I have this problem from the textbook "How to solve it
10 The vertex of a pyramid opposite the base is called the apex.
(a) Let us call a pyramid “isosceles” if its apex is at the same distance from all vertices of the base. Adopting this definition, prove that the base of an isosceles pyramid is inscribed in a circle the center of which is the foot of the pyramid’s altitude.
(b) Now let us call a pyramid “isosceles” if its apex is at the same (perpendicular) distance from all sides of the base. Adopting this definition (different from the foregoing) prove that the base of an isosceles pyramid is circumscribed about a circle the center of which is the foot of the pyramid’s altitude
I could understand the item a) its easy to understand because we can visualize the distance between the points.

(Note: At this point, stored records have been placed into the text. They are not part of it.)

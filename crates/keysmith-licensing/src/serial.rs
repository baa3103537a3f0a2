//! Self-checking serial numbers.
//!
//! A serial is five 16-bit payload groups followed by a 16-bit checksum,
//! rendered as `GGGG-GGGG-GGGG-GGGG-GGGG-CCCC`. The low nibble of every
//! payload group is derived from the group's upper bits and its position.
//! The final group is a CRC-16 (polynomial 0x8005) over the payload.

use keysmith_core::{Error, Result};
use rand::Rng;
use std::fmt;
use std::str::FromStr;

/// Number of payload groups.
pub const PAYLOAD_GROUPS: usize = 5;

const CRC_POLYNOMIAL: u32 = 0x8005;

/// Checksum nibble for a group value at a 0-based position.
pub fn group_checksum(index: usize, n: u16) -> u16 {
    ((n >> 4) & 0xF) ^ ((n >> 5) & 0x8) ^ ((n >> 9) & 0x7) ^ ((n >> 11) & 0xE) ^ ((n >> 15) & 0x1)
        ^ (index as u16 & 0xF)
}

/// Replace the low nibble of `n` with its checksum nibble.
pub fn fix_group_checksum(index: usize, n: u16) -> u16 {
    (n & 0xFFF0) | group_checksum(index, n)
}

/// Running checksum over the payload, four bytes per group, low byte first.
pub fn overall_checksum(groups: &[u16; PAYLOAD_GROUPS]) -> u16 {
    let mut acc: u32 = 0;
    for &group in groups {
        // the upper two bytes of each 4-byte slot are always zero
        let bytes = [group as u8, (group >> 8) as u8, 0, 0];
        for byte in bytes {
            acc ^= u32::from(byte) << 8;
            for _ in 0..8 {
                acc <<= 1;
                if acc & 0x1_0000 != 0 {
                    acc ^= CRC_POLYNOMIAL;
                }
            }
            acc &= 0xFFFF;
        }
    }
    acc as u16
}

/// A generated serial number.
#[derive(Debug, Clone, Copy, PartialEq, Eq, Hash)]
pub struct Serial {
    groups: [u16; PAYLOAD_GROUPS],
    checksum: u16,
}

impl Serial {
    /// Draw a fresh serial. The first group falls in `0x3000..=0x3FFF`.
    pub fn generate<R: Rng + ?Sized>(rng: &mut R) -> Self {
        let raw = [
            rng.gen_range(0x3000..=0x3FFF),
            rng.gen_range(0..=u16::MAX),
            rng.gen_range(0..=u16::MAX),
            rng.gen_range(0..=u16::MAX),
            rng.gen_range(0..=u16::MAX),
        ];
        Self::from_raw_groups(raw)
    }

    /// Build a serial from raw payload values, fixing every group's checksum
    /// nibble and computing the final checksum.
    pub fn from_raw_groups(raw: [u16; PAYLOAD_GROUPS]) -> Self {
        let mut groups = raw;
        for (index, group) in groups.iter_mut().enumerate() {
            *group = fix_group_checksum(index, *group);
        }
        Self {
            groups,
            checksum: overall_checksum(&groups),
        }
    }

    pub fn groups(&self) -> &[u16; PAYLOAD_GROUPS] {
        &self.groups
    }

    pub fn checksum(&self) -> u16 {
        self.checksum
    }

    /// True when every group nibble and the final checksum are correct.
    pub fn is_valid(&self) -> bool {
        self.groups
            .iter()
            .enumerate()
            .all(|(index, &group)| fix_group_checksum(index, group) == group)
            && overall_checksum(&self.groups) == self.checksum
    }
}

impl fmt::Display for Serial {
    fn fmt(&self, f: &mut fmt::Formatter<'_>) -> fmt::Result {
        let [a, b, c, d, e] = self.groups;
        write!(
            f,
            "{a:04X}-{b:04X}-{c:04X}-{d:04X}-{e:04X}-{:04X}",
            self.checksum
        )
    }
}

impl FromStr for Serial {
    type Err = Error;

    /// Parse and validate a rendered serial.
    fn from_str(s: &str) -> Result<Self> {
        let fields: Vec<&str> = s.split('-').collect();
        if fields.len() != PAYLOAD_GROUPS + 1 {
            return Err(Error::Decode(format!(
                "serial must have {} groups, got {}",
                PAYLOAD_GROUPS + 1,
                fields.len()
            )));
        }

        let mut values = [0u16; PAYLOAD_GROUPS + 1];
        for (value, field) in values.iter_mut().zip(&fields) {
            if field.len() != 4 || !field.chars().all(|c| c.is_ascii_hexdigit()) {
                return Err(Error::Decode(format!("invalid serial group {field:?}")));
            }
            *value = u16::from_str_radix(field, 16)
                .map_err(|e| Error::Decode(format!("invalid serial group {field:?}: {e}")))?;
        }

        let serial = Self {
            groups: [values[0], values[1], values[2], values[3], values[4]],
            checksum: values[5],
        };
        if !serial.is_valid() {
            return Err(Error::Validation(format!("serial {s} fails its checksum")));
        }
        Ok(serial)
    }
}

But for the item B) How is the appex vertex (is at the same distance than the sides of the base) because the side of the base is a whole linear, shouldn't it says to the middle point of the side of the base, or what?
This is the solution:
- The base of the pyramid is a polygon with n sides. In the case (a) the n lateral edges of the pyramid are equal; in the case (b) the
altitudes (drawn from the apex) of its n lateral faces are equal. If
we draw the altitude of the pyramid and join its foot to the n
vertices of the base in the case (a), but to the feet of the altitudes
of the n lateral faces in the case (b), we obtain, in both cases, n
right triangles of which the altitude (of the pyramid) is a common
side: I say that these n right triangles are congruent. In fact the
hypotenuse [a lateral edge in the case (a), a lateral altitude in the
case (b)] is of the same length in each, according to the
definitions laid down in the proposed problem; we have just mentioned
that another side (the altitude of the pyramid) and an angle (the
right angle) are common to all. In the n congruent triangles the third
sides must also be equal; they are drawn from the same point (the foot
of the altitude) in the same plane (the base): they form n radii of a
circle which is circumscribed about, or inscribed into, the base of
the pyramid, in the cases (a) and (b), respectively. [In the case (b)

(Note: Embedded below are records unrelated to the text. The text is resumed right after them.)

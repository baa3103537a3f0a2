//! Product editions and their license codes.

use keysmith_core::{Error, Result};
use std::fmt;
use std::str::FromStr;

#[derive(Debug, Clone, Copy, PartialEq, Eq, Hash)]
pub enum Edition {
    Suite,
    Standard,
    Intro,
    Lite,
}

impl Edition {
    pub const ALL: [Edition; 4] = [
        Edition::Suite,
        Edition::Standard,
        Edition::Intro,
        Edition::Lite,
    ];

    /// Edition code embedded in the primary license record.
    pub fn code(self) -> u32 {
        match self {
            Self::Suite => 0x02,
            Self::Standard => 0x00,
            Self::Intro => 0x03,
            Self::Lite => 0x04,
        }
    }

    pub fn name(self) -> &'static str {
        match self {
            Self::Suite => "Suite",
            Self::Standard => "Standard",
            Self::Intro => "Intro",
            Self::Lite => "Lite",
        }
    }
}

impl fmt::Display for Edition {
    fn fmt(&self, f: &mut fmt::Formatter<'_>) -> fmt::Result {
        f.write_str(self.name())
    }
}

impl FromStr for Edition {
    type Err = Error;

    fn from_str(s: &str) -> Result<Self> {
        Self::ALL
            .into_iter()
            .find(|edition| edition.name().eq_ignore_ascii_case(s))
            .ok_or_else(|| Error::Validation(format!("unknown edition: {s}")))
    }
}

it remains to show, however, that the n radii mentioned are
perpendicular to the respective sides of the base; this follows from a
well-known theorem of solid geometry on projections.] It is most
remarkable that a plane figure, the isosceles triangle, may have two
different analogues in solid geometry
Another item from the solution in this case that I couldn't get was from
In fact the hypotenuse [a lateral edge in the case (a), a lateral altitude in the case (b)]
Whats mean that the lateral altitude is the hipotenuse, should be either the lateral edge?
Thank you
Best Answer
This is what he's talking about:
In this picture, it might look like the lateral altitude is to the midpoint of the side, but that is just the because this is a very regular pyramid. The side of the pyramid is a triangle. The lateral altitude is the altitude of that triangle: the line from the apex which is perpendicular to the base edge. If the apex were off to one side, the lateral altitude would also be located closer to that side.
Another picture of an oblique pyramid so it is clear that a lateral altitude does not have end in the midpoint of the base.